# iPhones to be provided to United Airlines flight attendants



## CHamilton (Dec 10, 2014)

United Airlines to deploy Apple's iPhone 6 Plus to more than 23,000 flight attendants worldwide



> United Airlines on Wednesday announced that it will equip more than 23,000 flight attendants with Apple's iPhone 6 Plus next year, allowing them to handle onboard transactions as well as accessing company email and other internal information.


----------



## Ryan (Dec 10, 2014)

This looks to be some of the fruits of the Apple+IBM partnership:




Brief article here:

http://arstechnica.com/apple/2014/12/business-time-apple-and-ibms-partnership-yields-its-first-apps/


----------



## jis (Dec 10, 2014)

Specially with relatively reliable on board WiFi becoming available on all planes it would really empower them to be much more effective.

I find the network connectivity in flight very useful to get truly upto the minute info about what is happening to my connections, what gate they will be at, relative to my arrival gate, and a host of such little useful pieces of info. Now they will be able to help passengers with such info too.


----------



## railiner (Dec 10, 2014)

I thought they would have already replaced their printed operations manuals with at least i-pads like the pilots have....

but they don't need but a fraction of the material the pilots do, so the i-phone should be sufficient....


----------



## rickycourtney (Dec 11, 2014)

It's a great idea. Gives flight attendants a lot of knowledge and ability to help passengers at their fingertips and it replaces those clunky point of sale devices.


----------



## trainman74 (Dec 11, 2014)

And instead of sitting on the jumpseat reading People magazine, they can instead sit on the jumpseat playing Words with Friends!


----------



## jis (Dec 11, 2014)

trainman74 said:


> And instead of sitting on the jumpseat reading People magazine, they can instead sit on the jumpseat playing Words with Friends!

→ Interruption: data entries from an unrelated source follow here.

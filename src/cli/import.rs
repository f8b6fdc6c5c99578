//! taskman import command implementation

use std::path::PathBuf;

use serde::Serialize;

use crate::cli::{load_context, GlobalOptions, LoadMode};
use crate::error::Result;
use crate::legacy;
use crate::output::{emit_success, HumanOutput};
use crate::storage::SkippedRecord;

pub(crate) struct ImportOptions {
    pub path: PathBuf,
    pub global: GlobalOptions,
}

#[derive(Serialize)]
struct ImportOutput {
    source: PathBuf,
    imported: usize,
    skipped: Vec<SkippedLine>,
    total: usize,
}

/// A skipped legacy record, reported by one-based line number
#[derive(Serialize)]
struct SkippedLine {
    line: usize,
    reason: String,
}

impl From<SkippedRecord> for SkippedLine {
    fn from(record: SkippedRecord) -> Self {
        Self {
            line: record.index + 1,
            reason: record.reason,
        }
    }
}

pub(crate) fn run(options: ImportOptions) -> Result<()> {
    let set = legacy::read_file(&options.path)?;
    let mut ctx = load_context(&options.global, LoadMode::Mutating)?;

    let report = ctx.store.import(set.records);
    if report.imported > 0 {
        ctx.store.save()?;
    }

    let mut skipped: Vec<SkippedRecord> = set.skipped;
    skipped.extend(report.skipped);
    skipped.sort_by_key(|record| record.index);

    let mut human = HumanOutput::new(format!(
        "Imported {} task(s) from {}",
        report.imported,
        options.path.display()
    ));
    human.extend_warnings(ctx.warnings);
    for record in &skipped {
        human.push_warning(format!("line {}: {}", record.index + 1, record.reason));
    }
    human.push_summary("Imported", report.imported.to_string());
    human.push_summary("Skipped", skipped.len().to_string());
    human.push_summary("Total", ctx.store.len().to_string());
    if report.imported > 0 {
        human.push_next_step("taskman list");
    }

    let output = ImportOutput {
        source: options.path,
        imported: report.imported,
        skipped: skipped.into_iter().map(SkippedLine::from).collect(),
        total: ctx.store.len(),
    };

    emit_success(options.global.output(), "import", &output, Some(&human))
}
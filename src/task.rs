//! Task records for taskman.
//!
//! A [`Task`] is the unit of data: a name, a free-form description, a
//! [`Priority`] and a [`DueDate`]. On disk every task is a [`TaskRecord`],
//! a flat object of four strings.

use std::fmt;
use std::str::FromStr;

use chrono::NaiveDate;
use serde::{Deserialize, Serialize};

use crate::error::{Error, Result};

const DUE_DATE_FORMAT: &str = "%Y-%m-%d";
pub const TASK_PRIORITIES: [Priority; 3] = [Priority::High, Priority::Medium, Priority::Low];

#[derive(Debug, Clone, Copy, PartialEq, Eq, Hash)]
pub enum Priority {
    High,
    Medium,
    Low,
}

impl Priority {
    pub fn as_str(&self) -> &'static str {
        match self {
            Priority::High => "High",
            Priority::Medium => "Medium",
            Priority::Low => "Low",
        }
    }

    /// Severity rank used for sorting: High sorts first.
    pub fn rank(&self) -> usize {
        TASK_PRIORITIES
            .iter()
            .position(|entry| entry == self)
            .unwrap_or(TASK_PRIORITIES.len())
    }
}

impl fmt::Display for Priority {
    fn fmt(&self, f: &mut fmt::Formatter<'_>) -> fmt::Result {
        f.write_str(self.as_str())
    }
}

impl FromStr for Priority {
    type Err = Error;

    fn from_str(value: &str) -> Result<Self> {
        let trimmed = value.trim();
        if trimmed.is_empty() {
            return Err(Error::Validation("priority cannot be empty".to_string()));
        }
        TASK_PRIORITIES
            .iter()
            .find(|entry| entry.as_str().eq_ignore_ascii_case(trimmed))
            .copied()
            .ok_or_else(|| {
                Error::Validation(format!(
                    "unknown priority '{trimmed}' (expected High, Medium or Low)"
                ))
            })
    }
}

/// Calendar due date, always rendered as `YYYY-MM-DD`.
#[derive(Debug, Clone, Copy, PartialEq, Eq, PartialOrd, Ord, Hash)]
pub struct DueDate(NaiveDate);

impl fmt::Display for DueDate {
    fn fmt(&self, f: &mut fmt::Formatter<'_>) -> fmt::Result {
        write!(f, "{}", self.0.format(DUE_DATE_FORMAT))
    }
}

impl FromStr for DueDate {
    type Err = Error;

    fn from_str(value: &str) -> Result<Self> {
        let trimmed = value.trim();
        if trimmed.is_empty() {
            return Err(Error::Validation("due date cannot be empty".to_string()));
        }
        let date = NaiveDate::parse_from_str(trimmed, DUE_DATE_FORMAT).map_err(|err| {
            Error::Validation(format!(
                "invalid due date '{trimmed}' (expected YYYY-MM-DD): {err}"
            ))
        })?;
        // chrono accepts unpadded fields; only the canonical spelling round-trips.
        let due = DueDate(date);
        if due.to_string() != trimmed {
            return Err(Error::Validation(format!(
                "invalid due date '{trimmed}' (expected YYYY-MM-DD)"
            )));
        }
        Ok(due)
    }
}

/// One to-do item.
///
/// Serializes through [`TaskRecord`], so the JSON form of a task is always
/// the flat four-string object used in the task file.
#[derive(Debug, Clone, PartialEq, Eq, Serialize, Deserialize)]
#[serde(into = "TaskRecord", try_from = "TaskRecord")]
pub struct Task {
    name: String,
    description: String,
    priority: Priority,
    due_date: DueDate,
}

impl Task {
    /// Build a task from raw field values, validating each one.
    pub fn new(name: &str, description: &str, priority: &str, due_date: &str) -> Result<Self> {
        let name = validate_name(name)?;
        let priority = priority.parse()?;
        let due_date = due_date.parse()?;
        Ok(Self {
            name,
            description: description.to_string(),
            priority,
            due_date,
        })
    }

    pub fn name(&self) -> &str {
        &self.name
    }

    pub fn description(&self) -> &str {
        &self.description
    }

    pub fn priority(&self) -> Priority {
        self.priority
    }

    pub fn due_date(&self) -> DueDate {
        self.due_date
    }

    /// Plain structured form used for persistence.
    pub fn to_record(&self) -> TaskRecord {
        TaskRecord {
            name: self.name.clone(),
            description: self.description.clone(),
            priority: self.priority.to_string(),
            due_date: self.due_date.to_string(),
        }
    }

    pub(crate) fn set_description(&mut self, description: String) {
        self.description = description;
    }

    pub(crate) fn set_priority(&mut self, priority: Priority) {
        self.priority = priority;
    }

    pub(crate) fn set_due_date(&mut self, due_date: DueDate) {
        self.due_date = due_date;
    }

    /// Case-insensitive key used for the uniqueness invariant.
    pub(crate) fn name_key(&self) -> String {
        name_key(&self.name)
    }
}

impl fmt::Display for Task {
    fn fmt(&self, f: &mut fmt::Formatter<'_>) -> fmt::Result {
        write!(
            f,
            "{} | {} (Priority: {}, Due: {})",
            self.name, self.description, self.priority, self.due_date
        )
    }
}

/// A task as it appears in the task file.
#[derive(Debug, Clone, PartialEq, Eq, Serialize, Deserialize)]
pub struct TaskRecord {
    pub name: String,
    pub description: String,
    pub priority: String,
    pub due_date: String,
}

impl From<Task> for TaskRecord {
    fn from(task: Task) -> Self {
        TaskRecord {
            name: task.name,
            description: task.description,
            priority: task.priority.to_string(),
            due_date: task.due_date.to_string(),
        }
    }
}

/// Stored records are taken as written: a name with surrounding whitespace
/// is rejected instead of being trimmed, so a loaded task saves back unchanged.
impl TryFrom<TaskRecord> for Task {
    type Error = Error;

    fn try_from(record: TaskRecord) -> Result<Self> {
        if record.name.trim() != record.name {
            return Err(Error::Validation(format!(
                "task name '{}' has leading or trailing whitespace",
                record.name
            )));
        }
        Task::new(
            &record.name,
            &record.description,
            &record.priority,
            &record.due_date,
        )
    }
}

pub(crate) fn validate_name(name: &str) -> Result<String> {
    let trimmed = name.trim();
    if trimmed.is_empty() {
        return Err(Error::Validation("task name cannot be empty".to_string()));
    }
    Ok(trimmed.to_string())
}

pub(crate) fn name_key(name: &str) -> String {
    name.trim().to_lowercase()
}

Or participate in AU or Facebook or whatever  Specially if they get unrestricted internet connection for free.
I somehow suspect that won't be the case. They will get connection only through the App for App functionality for free, and to get an unrestricted connection they'll need to pay just like the passengers have to. I mostly spend my time in the United App and use the functionality available for free, and don't bother with paying for an unrestricted connection. Afterall mostly I want to see the map and get gate and status info, all available for free through the App. And of course the entertainment stuff over the local WiFi is also available, for free for now at least.

That internal WiFi really screams! It is incredibly fast. Not a jitter on HD movies I watched on my iPhone 6+ on the flight back from Newark last Saturday!


----------



## rickycourtney (Dec 12, 2014)

Yeah, I have a feeling that these phones will be restricted to only work with company Apps while in-flight.

Southwest also offers similar map, gate and status info for free on their inflight WiFi and it's really handy. If you're connecting, it's really nice to know what gate you're going to and if it's delayed before you land. They also offer free TV (live and on-demand) and it also works really well.

Another good experience was on Greyhound's BoltBus, they also offer free movies streamed from an on-board server. I was able to watch Life of Pi in HD with no jitters.

That's why I'm a big proponent of Amtrak looking into having an on-board server full of movies/TV shows if they ever decided to expand WiFi to the long-distance routes.


----------